Looks like a lot of fun. I'm planning on getting it eventually. If any kind souls here want to gift me a copy, that'd be great.


----------



## Nerd House (Oct 23, 2014)

Trundle said:


> Looks like a lot of fun. I'm planning on getting it eventually. *If any kind souls here want to gift me a copy, that'd be great.*



Seconded lol.


----------



## Farobi (Oct 23, 2014)

ITookYourWaffles said:


> The trailer looks deep. I had fun playing Civ 5 worth playing till the game crash for no reason *sigh*



Man so deep I can't even see.


----------



## Gabby (Oct 24, 2014)

Satellites are the best thing since sliced bread.


----------



## Alienfish (Oct 24, 2014)

Dude I need this..now.


----------



## Trundle (Oct 24, 2014)

Gabby said:


> Satellites are the best thing since sliced bread.



ohdangitsgabby


----------



## KarlaKGB (Oct 24, 2014)

Winter sales


----------



## unravel (Oct 24, 2014)

Farobi said:


> Man so deep I can't even see.



Because you're an alien betch


----------



## Justin (Oct 24, 2014)

Finished my first game after 9 hours!


----------



## Jeremy (Oct 24, 2014)

Can you go to sleep so I can play with you when I get home


----------



## Justin (Oct 24, 2014)

Jeremy said:


> Can you go to sleep so I can play with you when I get home



No promises.


----------



## Kaiaa (Oct 24, 2014)

I want Civ in Space soooo bad! I can't get it though because I'd literally kill my computer and I need it to last me until May (end of my college stuff) lol


----------



## Jas0n (Oct 24, 2014)

I hate you Justin. I WANT TO PLAY GOD DAMN IT ADU:ASIUDAUISDASIDAI

Sunday can't come quick enough. ****ing work.


----------



## Ashtot (Oct 24, 2014)

KarlaKGB said:


> Winter sales



Pls.


----------



## Brad (Oct 24, 2014)

Bought it last night. Played for about an hour or two. Had a really good time with it!


----------



## Trent the Paladin (Oct 24, 2014)

It's going to be a long road to Humble Bundle/GOTY/free game.


----------



## Justin (Oct 24, 2014)

Tom said:


> It's going to be a long road to Humble Bundle/GOTY/free game.

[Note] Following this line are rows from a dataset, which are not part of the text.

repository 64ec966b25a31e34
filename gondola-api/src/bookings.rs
use axum::{
    extract::{Path, State},
    http::StatusCode,
    middleware::{from_fn, from_fn_with_state},
    routing::{get, post},
    Extension, Json, Router,
};
use gondola_booking::{CancelActor, CancelOutcome, ReservedBooking};
use gondola_core::Booking;
use serde::Deserialize;
use uuid::Uuid;

use crate::error::{AppError, AppJson};
use crate::middleware::{authenticate, require_passenger, require_pilot, Principal};
use crate::state::AppState;

#[derive(Debug, Deserialize)]
pub struct CreateBookingRequest {
    pub flight_id: Uuid,
}

pub fn routes(state: AppState) -> Router<AppState> {
    let passenger = Router::new()
        .route("/api/bookings", get(list_own_bookings).post(create_booking))
        .route("/api/bookings/{id}", get(get_own_booking))
        .route("/api/bookings/{id}/cancel", post(cancel_own_booking))
        .route_layer(from_fn(require_passenger))
        .route_layer(from_fn_with_state(state.clone(), authenticate));

    let pilot = Router::new()
        .route("/api/pilot/bookings", get(list_pilot_bookings))
        .route("/api/pilot/bookings/{id}/cancel", post(cancel_pilot_booking))
        .route_layer(from_fn(require_pilot))
        .route_layer(from_fn_with_state(state, authenticate));

    Router::new().merge(passenger).merge(pilot)
}

// ============================================================================
// Passenger Handlers
// ============================================================================

/// POST /api/bookings
async fn create_booking(
    State(state): State<AppState>,
    Extension(principal): Extension<Principal>,
    AppJson(req): AppJson<CreateBookingRequest>,
) -> Result<(StatusCode, Json<ReservedBooking>), AppError> {
    let passenger = state
        .store
        .get_passenger(principal.account_id)
        .await?
        .ok_or_else(|| AppError::AuthenticationError("Account no longer exists".to_string()))?;

    let reserved = state.desk.reserve(&passenger, req.flight_id).await?;
    Ok((StatusCode::CREATED, Json(reserved)))
}

/// GET /api/bookings
async fn list_own_bookings(
    State(state): State<AppState>,
    Extension(principal): Extension<Principal>,
) -> Result<Json<Vec<Booking>>, AppError> {
    Ok(Json(state.store.list_bookings_by_passenger(principal.account_id).await?))
}

/// GET /api/bookings/{id}
async fn get_own_booking(
    State(state): State<AppState>,
    Extension(principal): Extension<Principal>,
    Path(id): Path<Uuid>,
) -> Result<Json<Booking>, AppError> {
    state
        .store
        .get_booking(id)
        .await?
        .filter(|b| b.passenger_id == principal.account_id)
        .map(Json)
        .ok_or_else(|| AppError::NotFoundError(format!("Booking {} not found", id)))
}

/// POST /api/bookings/{id}/cancel
async fn cancel_own_booking(
    State(state): State<AppState>,
    Extension(principal): Extension<Principal>,
    Path(id): Path<Uuid>,
) -> Result<Json<CancelOutcome>, AppError> {
    let outcome = state.desk.cancel(id, CancelActor::Passenger(principal.account_id)).await?;
    Ok(Json(outcome))
}

// ============================================================================
// Pilot Handlers
// ============================================================================

/// GET /api/pilot/bookings
async fn list_pilot_bookings(
    State(state): State<AppState>,
    Extension(principal): Extension<Principal>,
) -> Result<Json<Vec<Booking>>, AppError> {
    Ok(Json(state.store.list_bookings_by_pilot(principal.account_id).await?))
}

/// POST /api/pilot/bookings/{id}/cancel
async fn cancel_pilot_booking(
    State(state): State<AppState>,
    Extension(principal): Extension<Principal>,
    Path(id): Path<Uuid>,
) -> Result<Json<CancelOutcome>, AppError> {
    let outcome = state.desk.cancel(id, CancelActor::Pilot(principal.account_id)).await?;
    Ok(Json(outcome))
}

Buy it you cheapskate!!! Even _Jeremy_ did.


----------



## Alienfish (Oct 25, 2014)

nah they are probably gonna do it winter sale. the other ones maybe a bit longer


----------



## Feloreena (Oct 25, 2014)

I really want to pick this up, heard good things from friends.  Hopefully it will be in the Winter Sale!


----------



## Gabby (Oct 25, 2014)

I messed up and didn't get a super cool screen shot like Justin did, but, I was victorious! It took me around ~6 hours and I did it in 376 turns. Now to do the other 4 victories!


----------



## Chromie (Oct 25, 2014)

I want to keep playing but I have too many papers to work on! Why did Beyond Earth and Fantasy Life have to come out this weekend?!


----------



## Trundle (Oct 25, 2014)

Got the game! I'm hoping to play with Jer and Jubs soon if possible! Fun so far!


----------



## Trent the Paladin (Oct 26, 2014)

Justin said:


> Buy it you cheapskate!!! Even _Jeremy_ did.



Maybe with my first paycheck. :V You know, if there's enough even there.


----------



## Jeremy (Oct 27, 2014)

Justin said:


> Buy it you cheapskate!!! Even _Jeremy_ did.

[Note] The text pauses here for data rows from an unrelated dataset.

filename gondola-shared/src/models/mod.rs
pub mod events;
#[tokio::test]
async fn test_unknown_webhook_events_are_acknowledged() {
    let h = harness();
    let other_type = h
        .send(
            "POST",
            "/api/webhooks/payments",
            None,
            Some(json!({ "type": "customer.created", "data": { "object": { "id": "cus_1" } } })),
        )
        .await;
    assert_eq!(other_type.status, StatusCode::OK);

    let unknown_session = h.complete_checkout("cs_does_not_exist").await;
    assert_eq!(unknown_session.status, StatusCode::OK);
}

#[tokio::test]
async fn test_expired_checkout_frees_the_seat() {
    let h = harness();
    let (_, _, flight_id) = h.marketplace(20_000, 1).await;
    let ada = h.passenger("ada@gondola.test", "+15550001").await;
    let bob = h.passenger("bob@gondola.test", "+15550003").await;

    let booked = h.book(&ada, &flight_id).await;
    let session_id = booked.body["booking"]["checkout_session_id"].as_str().unwrap().to_string();
    h.payments.expire(&session_id);

    let hook = h
        .send(
            "POST",
            "/api/webhooks/payments",
            None,
            Some(json!({ "type": "checkout.session.expired", "data": { "object": { "id": session_id } } })),
        )
        .await;
    assert_eq!(hook.body["status"], "canceled");

    assert_eq!(h.book(&bob, &flight_id).await.status, StatusCode::CREATED);
}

Hey what's that supposed to mean


----------



## Justin (Oct 27, 2014)

Jeremy said:


> Hey what's that supposed to mean



Nothing friend.


----------



## FancyThat (Oct 28, 2014)

Just picked up a copy of this for my fianc? but I might give it a go myself as well.


----------



## Justin (Nov 4, 2014)

bumpbumpbump

So Jeremy and I LOST our game together against normal computer AI the other night...

GG.


----------



## Justin (Nov 15, 2014)

what happens when you play civilization with jeremy


----------